◆ **Task prompt**:
Up to and including the line that contains "use crate::config::S3Config;", repeat each line of the data exactly, starting from the first.
Records for the task START
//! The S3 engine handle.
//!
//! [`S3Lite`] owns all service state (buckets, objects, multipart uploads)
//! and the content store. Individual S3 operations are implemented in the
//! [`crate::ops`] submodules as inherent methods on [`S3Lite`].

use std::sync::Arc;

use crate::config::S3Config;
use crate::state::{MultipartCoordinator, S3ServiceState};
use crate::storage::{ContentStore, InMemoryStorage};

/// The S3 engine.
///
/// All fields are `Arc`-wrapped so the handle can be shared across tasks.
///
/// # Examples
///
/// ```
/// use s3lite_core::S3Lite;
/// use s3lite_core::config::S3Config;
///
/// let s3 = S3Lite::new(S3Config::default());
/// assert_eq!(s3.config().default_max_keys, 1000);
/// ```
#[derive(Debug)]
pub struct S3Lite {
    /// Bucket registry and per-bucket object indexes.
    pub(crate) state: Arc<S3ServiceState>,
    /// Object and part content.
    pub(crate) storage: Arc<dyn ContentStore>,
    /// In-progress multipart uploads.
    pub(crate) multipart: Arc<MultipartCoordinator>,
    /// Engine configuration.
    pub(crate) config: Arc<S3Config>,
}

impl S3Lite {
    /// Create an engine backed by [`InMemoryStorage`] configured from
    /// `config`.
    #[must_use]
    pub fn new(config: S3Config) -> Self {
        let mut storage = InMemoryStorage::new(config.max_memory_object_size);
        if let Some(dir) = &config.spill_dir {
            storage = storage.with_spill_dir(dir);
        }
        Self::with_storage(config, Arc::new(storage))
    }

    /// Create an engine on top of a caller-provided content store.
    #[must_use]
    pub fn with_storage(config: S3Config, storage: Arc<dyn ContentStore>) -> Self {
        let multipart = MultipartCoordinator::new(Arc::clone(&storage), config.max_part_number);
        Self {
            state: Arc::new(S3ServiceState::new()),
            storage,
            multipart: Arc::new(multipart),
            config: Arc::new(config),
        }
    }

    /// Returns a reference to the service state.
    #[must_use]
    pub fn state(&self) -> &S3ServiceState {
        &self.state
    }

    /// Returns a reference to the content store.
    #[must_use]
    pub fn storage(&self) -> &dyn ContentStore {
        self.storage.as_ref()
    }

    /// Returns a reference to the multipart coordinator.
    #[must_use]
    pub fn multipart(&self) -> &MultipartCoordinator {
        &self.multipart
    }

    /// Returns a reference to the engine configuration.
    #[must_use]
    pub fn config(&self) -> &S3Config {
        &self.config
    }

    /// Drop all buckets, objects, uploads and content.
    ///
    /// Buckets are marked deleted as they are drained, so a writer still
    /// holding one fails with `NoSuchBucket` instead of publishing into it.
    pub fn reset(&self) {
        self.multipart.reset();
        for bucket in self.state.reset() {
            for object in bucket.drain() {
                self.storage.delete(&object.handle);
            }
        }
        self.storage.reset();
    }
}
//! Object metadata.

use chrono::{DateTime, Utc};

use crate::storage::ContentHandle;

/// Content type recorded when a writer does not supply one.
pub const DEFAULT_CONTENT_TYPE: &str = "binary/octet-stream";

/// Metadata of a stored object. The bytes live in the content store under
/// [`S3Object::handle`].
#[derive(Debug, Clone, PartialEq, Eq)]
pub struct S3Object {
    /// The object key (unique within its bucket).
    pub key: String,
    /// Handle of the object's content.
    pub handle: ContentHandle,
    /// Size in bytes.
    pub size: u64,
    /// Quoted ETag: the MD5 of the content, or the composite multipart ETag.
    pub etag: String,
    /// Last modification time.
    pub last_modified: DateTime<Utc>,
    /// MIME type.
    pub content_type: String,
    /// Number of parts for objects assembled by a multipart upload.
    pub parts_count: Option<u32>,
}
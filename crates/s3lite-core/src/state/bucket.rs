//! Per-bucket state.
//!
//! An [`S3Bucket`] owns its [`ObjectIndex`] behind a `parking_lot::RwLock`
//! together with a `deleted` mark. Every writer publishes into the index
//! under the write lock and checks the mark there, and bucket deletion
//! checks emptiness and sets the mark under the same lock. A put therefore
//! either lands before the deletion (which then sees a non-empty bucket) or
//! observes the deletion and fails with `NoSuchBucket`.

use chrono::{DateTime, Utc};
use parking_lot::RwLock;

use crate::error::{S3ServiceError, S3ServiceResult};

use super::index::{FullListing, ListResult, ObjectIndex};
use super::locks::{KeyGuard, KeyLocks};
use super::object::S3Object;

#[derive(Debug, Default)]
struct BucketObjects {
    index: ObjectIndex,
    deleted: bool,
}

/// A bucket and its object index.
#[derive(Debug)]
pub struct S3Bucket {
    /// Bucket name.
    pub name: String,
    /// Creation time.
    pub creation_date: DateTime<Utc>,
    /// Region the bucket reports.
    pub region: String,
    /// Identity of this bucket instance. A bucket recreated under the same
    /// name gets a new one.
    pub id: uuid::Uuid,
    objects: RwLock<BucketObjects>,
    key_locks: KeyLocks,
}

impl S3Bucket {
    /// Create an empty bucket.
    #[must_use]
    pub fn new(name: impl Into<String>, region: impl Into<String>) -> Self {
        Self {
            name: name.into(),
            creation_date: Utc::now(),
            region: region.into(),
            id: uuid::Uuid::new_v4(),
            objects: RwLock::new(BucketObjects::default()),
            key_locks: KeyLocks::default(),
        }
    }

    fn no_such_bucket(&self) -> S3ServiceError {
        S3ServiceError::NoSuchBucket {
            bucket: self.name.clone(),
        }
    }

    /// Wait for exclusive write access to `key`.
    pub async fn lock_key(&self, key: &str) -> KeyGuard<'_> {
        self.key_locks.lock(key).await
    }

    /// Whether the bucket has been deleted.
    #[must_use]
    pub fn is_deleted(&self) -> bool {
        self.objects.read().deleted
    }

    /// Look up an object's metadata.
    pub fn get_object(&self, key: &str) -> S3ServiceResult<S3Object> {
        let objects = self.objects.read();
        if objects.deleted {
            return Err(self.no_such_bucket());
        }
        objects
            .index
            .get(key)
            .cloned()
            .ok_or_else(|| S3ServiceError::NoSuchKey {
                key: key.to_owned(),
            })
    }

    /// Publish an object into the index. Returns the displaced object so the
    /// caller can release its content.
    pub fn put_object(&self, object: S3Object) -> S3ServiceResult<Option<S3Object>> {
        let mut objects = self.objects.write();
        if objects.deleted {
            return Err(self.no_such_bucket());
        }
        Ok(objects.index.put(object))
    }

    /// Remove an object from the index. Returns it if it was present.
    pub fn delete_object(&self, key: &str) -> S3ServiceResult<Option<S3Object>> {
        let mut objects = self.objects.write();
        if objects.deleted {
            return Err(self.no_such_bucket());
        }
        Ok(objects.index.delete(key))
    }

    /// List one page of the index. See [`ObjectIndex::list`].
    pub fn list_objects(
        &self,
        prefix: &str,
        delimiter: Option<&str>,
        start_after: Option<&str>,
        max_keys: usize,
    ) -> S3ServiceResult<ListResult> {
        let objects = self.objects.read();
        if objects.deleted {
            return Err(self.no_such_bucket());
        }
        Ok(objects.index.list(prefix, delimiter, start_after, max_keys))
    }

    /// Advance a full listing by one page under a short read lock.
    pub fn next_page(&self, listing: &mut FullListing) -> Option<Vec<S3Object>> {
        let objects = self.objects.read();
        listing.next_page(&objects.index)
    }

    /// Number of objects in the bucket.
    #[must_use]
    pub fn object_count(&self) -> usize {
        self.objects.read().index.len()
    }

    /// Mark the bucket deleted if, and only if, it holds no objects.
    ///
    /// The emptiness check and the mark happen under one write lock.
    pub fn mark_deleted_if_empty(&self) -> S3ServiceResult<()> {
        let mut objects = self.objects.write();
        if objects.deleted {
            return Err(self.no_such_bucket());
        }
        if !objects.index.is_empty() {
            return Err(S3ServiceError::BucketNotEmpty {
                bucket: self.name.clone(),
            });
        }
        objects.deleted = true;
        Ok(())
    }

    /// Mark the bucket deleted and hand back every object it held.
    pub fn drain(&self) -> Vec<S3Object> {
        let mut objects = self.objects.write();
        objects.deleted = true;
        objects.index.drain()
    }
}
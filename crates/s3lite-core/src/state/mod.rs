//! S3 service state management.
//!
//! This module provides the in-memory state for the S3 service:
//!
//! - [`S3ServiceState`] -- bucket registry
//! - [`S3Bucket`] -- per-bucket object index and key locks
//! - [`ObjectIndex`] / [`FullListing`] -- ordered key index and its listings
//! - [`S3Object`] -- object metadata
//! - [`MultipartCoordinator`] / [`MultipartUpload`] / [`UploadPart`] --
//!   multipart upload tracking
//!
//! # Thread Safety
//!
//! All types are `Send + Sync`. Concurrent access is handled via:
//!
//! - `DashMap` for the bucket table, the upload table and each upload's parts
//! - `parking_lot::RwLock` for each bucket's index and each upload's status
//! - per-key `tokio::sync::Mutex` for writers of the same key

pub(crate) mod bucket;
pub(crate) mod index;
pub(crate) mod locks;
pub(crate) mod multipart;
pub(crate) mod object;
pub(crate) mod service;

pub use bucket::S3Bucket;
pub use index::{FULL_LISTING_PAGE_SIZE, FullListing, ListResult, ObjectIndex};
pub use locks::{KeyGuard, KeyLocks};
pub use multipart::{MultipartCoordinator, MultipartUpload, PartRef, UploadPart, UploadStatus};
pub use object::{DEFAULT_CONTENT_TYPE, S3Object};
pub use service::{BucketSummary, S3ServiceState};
Records for the task END
◆ **Answer**:
//! The S3 engine handle.
//!
//! [`S3Lite`] owns all service state (buckets, objects, multipart uploads)
//! and the content store. Individual S3 operations are implemented in the
//! [`crate::ops`] submodules as inherent methods on [`S3Lite`].

use std::sync::Arc;

use crate::config::S3Config;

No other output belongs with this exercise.